Medical HCPCS Procedure: E1820

Name of the Procedure:

Replacement Soft Interface Material for Dynamic Adjustable Extension/Flexion Device Common Name(s): Soft Interface Replacement Technical/Medical Terms: Dynamic Adjustable Extension/Flexion Device Soft Interface Replacement (HCPCS E1820)

Summary

This procedure involves the replacement of the soft interface material in a dynamic adjustable extension/flexion device. This device is typically used to aid in the rehabilitation of joints by controlling the extension and flexion movements. The soft interface material provides cushioning and comfort.

Purpose

The primary purpose is to maintain the proper function and comfort of the dynamic adjustable extension/flexion device, which is essential for the rehabilitation of joint injuries or post-surgery recovery.

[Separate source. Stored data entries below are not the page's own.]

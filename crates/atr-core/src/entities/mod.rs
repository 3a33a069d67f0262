//! Entity structs for Atrium domain objects.
//!
//! All structs derive `Serialize`, `Deserialize`, and `JsonSchema` for JSON roundtrip
//! and schema validation.

mod record;

pub use record::ErrorRecord;
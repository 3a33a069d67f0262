//! Sequential retry with linear backoff.
//!
//! Attempt `n` (1-based) that fails is followed by a wait of `delay * n`
//! before attempt `n + 1`. The last attempt is never followed by a wait.
//! This module only drives the attempts; recording the terminal failure is
//! the handler's job (see [`ErrorHandler::retry`](crate::ErrorHandler::retry)).

use std::future::Future;
use std::sync::Arc;
use std::time::Duration;

use atr_config::RetryConfig;
use tokio::sync::watch;

use crate::failure::RawFailure;

/// How many times to try and how long to wait in between.
#[derive(Debug, Clone, Copy, PartialEq, Eq)]
pub struct RetryPolicy {
    /// Attempts including the first. Zero is treated as one.
    pub max_attempts: u32,
    /// Base delay; the wait after failed attempt `n` is `delay * n`.
    pub delay: Duration,
}

impl Default for RetryPolicy {
    fn default() -> Self {
        Self {
            max_attempts: 3,
            delay: Duration::from_millis(1000),
        }
    }
}

impl RetryPolicy {
    #[must_use]
    pub const fn new(max_attempts: u32, delay: Duration) -> Self {
        Self {
            max_attempts,
            delay,
        }
    }

    #[must_use]
    pub const fn from_config(config: &RetryConfig) -> Self {
        Self::new(config.max_attempts, config.delay())
    }

    /// Wait after failed attempt `attempt`.
    #[must_use]
    pub fn backoff(&self, attempt: u32) -> Duration {
        self.delay.saturating_mul(attempt)
    }

    const fn attempts(&self) -> u32 {
        if self.max_attempts == 0 { 1 } else { self.max_attempts }
    }
}

/// Cooperative cancellation for an in-flight retry.
///
/// Checked before every attempt and raced against every backoff wait. An
/// attempt already running is allowed to finish.
#[derive(Debug, Clone)]
pub struct CancelSignal {
    tx: Arc<watch::Sender<bool>>,
}

impl Default for CancelSignal {
    fn default() -> Self {
        Self::new()
    }
}

impl CancelSignal {
    #[must_use]
    pub fn new() -> Self {
        let (tx, _) = watch::channel(false);
        Self { tx: Arc::new(tx) }
    }

    pub fn cancel(&self) {
        self.tx.send_replace(true);
    }

    #[must_use]
    pub fn is_cancelled(&self) -> bool {
        *self.tx.borrow()
    }

    /// Resolves once [`cancel`](Self::cancel) has been called.
    pub async fn cancelled(&self) {
        let mut rx = self.tx.subscribe();
        // The sender lives as long as `self`, so this only returns once cancelled.
        let _ = rx.wait_for(|cancelled| *cancelled).await;
    }
}

/// How a retry run ended.
#[derive(Debug)]
pub enum RetryOutcome<T> {
    Succeeded(T),
    /// Every attempt failed; `last` is the final attempt's failure.
    Exhausted { attempts: u32, last: RawFailure },
    /// Stopped by a [`CancelSignal`] after `attempts` attempts.
    Cancelled { attempts: u32 },
}

/// Run `operation` under `policy` until it succeeds, attempts run out, or
/// `cancel` fires. Attempts never overlap.
pub async fn run<T, E, F, Fut>(
    policy: RetryPolicy,
    cancel: Option<&CancelSignal>,
    mut operation: F,
) -> RetryOutcome<T>
where
    F: FnMut() -> Fut,
    Fut: Future<Output = Result<T, E>>,
    E: Into<RawFailure>,
{
    let max_attempts = policy.attempts();
    let mut attempt = 1;
    loop {
        if cancel.is_some_and(CancelSignal::is_cancelled) {
            return RetryOutcome::Cancelled {
                attempts: attempt - 1,
            };
        }

        let failure = match operation().await {
            Ok(value) => {
                if attempt > 1 {
                    tracing::debug!(attempt, "operation succeeded after retry");
                }
                return RetryOutcome::Succeeded(value);
            }
            Err(error) => error.into(),
        };

        if attempt >= max_attempts {
            return RetryOutcome::Exhausted {
                attempts: attempt,
                last: failure,
            };
        }

        let wait = policy.backoff(attempt);
        tracing::debug!(
            attempt,
            max_attempts,
            wait_ms = u64::try_from(wait.as_millis()).unwrap_or(u64::MAX),
            error = %failure,
            "attempt failed; backing off"
        );
        match cancel {
            Some(signal) => {
                tokio::select! {
                    () = tokio::time::sleep(wait) => {}
                    () = signal.cancelled() => {
                        return RetryOutcome::Cancelled { attempts: attempt };
                    }
                }
            }
            None => tokio::time::sleep(wait).await,
        }
        attempt += 1;
    }
}
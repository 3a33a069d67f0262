//! Near-duplicate detection.
//!
//! The store never deduplicates on its own. Callers that want to suppress a
//! burst of identical reports check first, either against a pair of records
//! with [`is_duplicate`] or against the store with
//! [`ErrorStore::find_duplicate`](crate::ErrorStore::find_duplicate).

use atr_core::ErrorRecord;
use chrono::{DateTime, Utc};

/// Two reports closer together than this are considered the same event.
pub const DUPLICATE_WINDOW_MS: i64 = 5_000;

/// True iff `a` and `b` share message and type and were created less than
/// [`DUPLICATE_WINDOW_MS`] apart.
#[must_use]
pub fn is_duplicate(a: &ErrorRecord, b: &ErrorRecord) -> bool {
    a.message == b.message
        && a.error_type == b.error_type
        && within_window(a.timestamp, b.timestamp)
}

pub(crate) fn within_window(a: DateTime<Utc>, b: DateTime<Utc>) -> bool {
    (a - b).num_milliseconds().abs() < DUPLICATE_WINDOW_MS
}
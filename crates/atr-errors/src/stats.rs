//! Aggregate statistics over a list of records.
//!
//! Input is expected in store order (oldest first), so the newest record is
//! the last element and the oldest still-held record is the first.

use atr_core::{ErrorRecord, ErrorType, Severity};
use serde::Serialize;

#[derive(Debug, Clone, PartialEq, Eq, Serialize)]
pub struct TypeCount {
    #[serde(rename = "type")]
    pub error_type: ErrorType,
    pub count: usize,
    /// Share of the total, rounded to the nearest integer.
    pub percentage: usize,
}

#[derive(Debug, Clone, PartialEq, Eq, Serialize)]
pub struct SeverityCount {
    pub severity: Severity,
    pub count: usize,
    pub percentage: usize,
}

#[derive(Debug, Clone, Default, PartialEq, Eq, Serialize)]
pub struct ErrorSummary {
    pub total: usize,
    /// Present types only, in taxonomy order.
    pub by_type: Vec<TypeCount>,
    /// Present severities only, lowest first.
    pub by_severity: Vec<SeverityCount>,
    pub most_recent: Option<ErrorRecord>,
    pub oldest_unresolved: Option<ErrorRecord>,
}

#[must_use]
pub fn summarize(records: &[ErrorRecord]) -> ErrorSummary {
    let total = records.len();
    let by_type = ErrorType::ALL
        .into_iter()
        .filter_map(|error_type| {
            let count = records.iter().filter(|r| r.error_type == error_type).count();
            (count > 0).then(|| TypeCount {
                error_type,
                count,
                percentage: percentage(count, total),
            })
        })
        .collect();
    let by_severity = Severity::ALL
        .into_iter()
        .filter_map(|severity| {
            let count = records.iter().filter(|r| r.severity == severity).count();
            (count > 0).then(|| SeverityCount {
                severity,
                count,
                percentage: percentage(count, total),
            })
        })
        .collect();

    ErrorSummary {
        total,
        by_type,
        by_severity,
        most_recent: records.last().cloned(),
        oldest_unresolved: records.first().cloned(),
    }
}

/// `round(100 * count / total)` with halves rounded up.
const fn percentage(count: usize, total: usize) -> usize {
    if total == 0 {
        return 0;
    }
    (200 * count + total) / (2 * total)
}
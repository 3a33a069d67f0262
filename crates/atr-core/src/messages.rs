//! Fixed user-facing messages, one per error type.
//!
//! These are what a console shows by default. Technical detail (`details`,
//! `stack`) stays behind an explicit "show details" affordance.

use crate::enums::ErrorType;

/// The non-technical message shown for an error of type `error_type`.
#[must_use]
pub const fn user_message(error_type: ErrorType) -> &'static str {
    match error_type {
        ErrorType::Authentication => "Please log in to continue",
        ErrorType::Authorization => "You do not have permission to perform this action",
        ErrorType::Network => "Please check your internet connection and try again",
        ErrorType::Server => "Our servers are experiencing issues. Please try again later",
        ErrorType::Client => "Something went wrong. Please try again",
        ErrorType::Validation => "Please check your input and try again",
        ErrorType::Unknown => "An unexpected error occurred",
    }
}
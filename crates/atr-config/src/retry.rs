//! Retry defaults for the error handling facade.

use serde::{Deserialize, Serialize};
use std::time::Duration;

use crate::ConfigError;

const fn default_max_attempts() -> u32 {
    3
}

const fn default_delay_ms() -> u64 {
    1000
}

#[derive(Debug, Clone, PartialEq, Eq, Deserialize, Serialize)]
pub struct RetryConfig {
    /// Attempts per retried operation, including the first.
    #[serde(default = "default_max_attempts")]
    pub max_attempts: u32,

    /// Base backoff delay. The wait after attempt `n` is `delay_ms * n`.
    #[serde(default = "default_delay_ms")]
    pub delay_ms: u64,
}

impl RetryConfig {
    #[must_use]
    pub const fn delay(&self) -> Duration {
        Duration::from_millis(self.delay_ms)
    }

    /// # Errors
    ///
    /// Returns `ConfigError::InvalidValue` if `max_attempts` is zero.
    pub fn validate(&self) -> Result<(), ConfigError> {
        if self.max_attempts == 0 {
            return Err(ConfigError::InvalidValue {
                field: "retry.max_attempts".into(),
                reason: "must be at least 1".into(),
            });
        }
        Ok(())
    }
}

impl Default for RetryConfig {
    fn default() -> Self {
        Self {
            max_attempts: default_max_attempts(),
            delay_ms: default_delay_ms(),
        }
    }
}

The expected outcome is improved comfort for the patient and continued effective joint movement therapy.

Indications

• Patients with joint injuries (e.g., knee, elbow) requiring controlled extension and flexion.
• Post-operative patients needing structured rehabilitation.
• Wear and tear or damage to the existing soft interface material.
• Discomfort due to degraded or insufficient cushioning in the device.

Preparation

• Patients should inform their healthcare provider about any allergies or sensitivities to materials.
• No fasting or medication adjustments are typically required.
• A brief assessment to ensure the new soft interface material is appropriately selected for the device.

Procedure Description

1. The dynamic adjustable extension/flexion device is removed from the patient.
2. The worn or damaged soft interface material is carefully detached from the device.
3. The new soft interface material is aligned and securely attached to the device.
4. The device is re-fitted to the patient, and adjustments are made to ensure it is comfortable and functioning correctly.
5. Final checks are done to confirm the proper operation of the device with the new interface material.

Duration

The procedure typically takes about 15 to 30 minutes.

Setting

This procedure can be performed in an outpatient clinic, a rehabilitation center, or at a medical equipment supplier's facility.

Personnel

• Trained medical technicians or rehabilitation specialists.
• Supervision by a physical therapist or medical doctor may be preferred.

Risks and Complications

• Minor risk of skin irritation or pressure sores due to improper fitting.
• Allergic reaction to the new interface materials.
• Rare risk of device malfunction if the new material is not properly installed.

Benefits

• Enhanced comfort for the patient.
• Improved device functionality.
• Better support for joint rehabilitation efforts.
• Immediate realization of benefits post-replacement.

Recovery

• No significant recovery period; immediate use of the device is typically possible.
• Follow-up appointments to ensure the device fits well and functions correctly.
• Patients should monitor for any signs of discomfort or skin irritation.

Alternatives

• Continuous use of the old soft interface material (not recommended for extended use due to comfort and hygiene concerns).
• Switching to a different type of rehabilitation device, if appropriate.
• Pros and cons: While alternatives may be available, they may not offer the same level of comfort and may require adjustment periods.

Patient Experience

• Patients will typically feel immediate relief and improved comfort from the new soft interface material.
• Minor adjustments may be needed to achieve optimal comfort.
• Pain management is generally not needed, but reassurance and comfort measures are provided.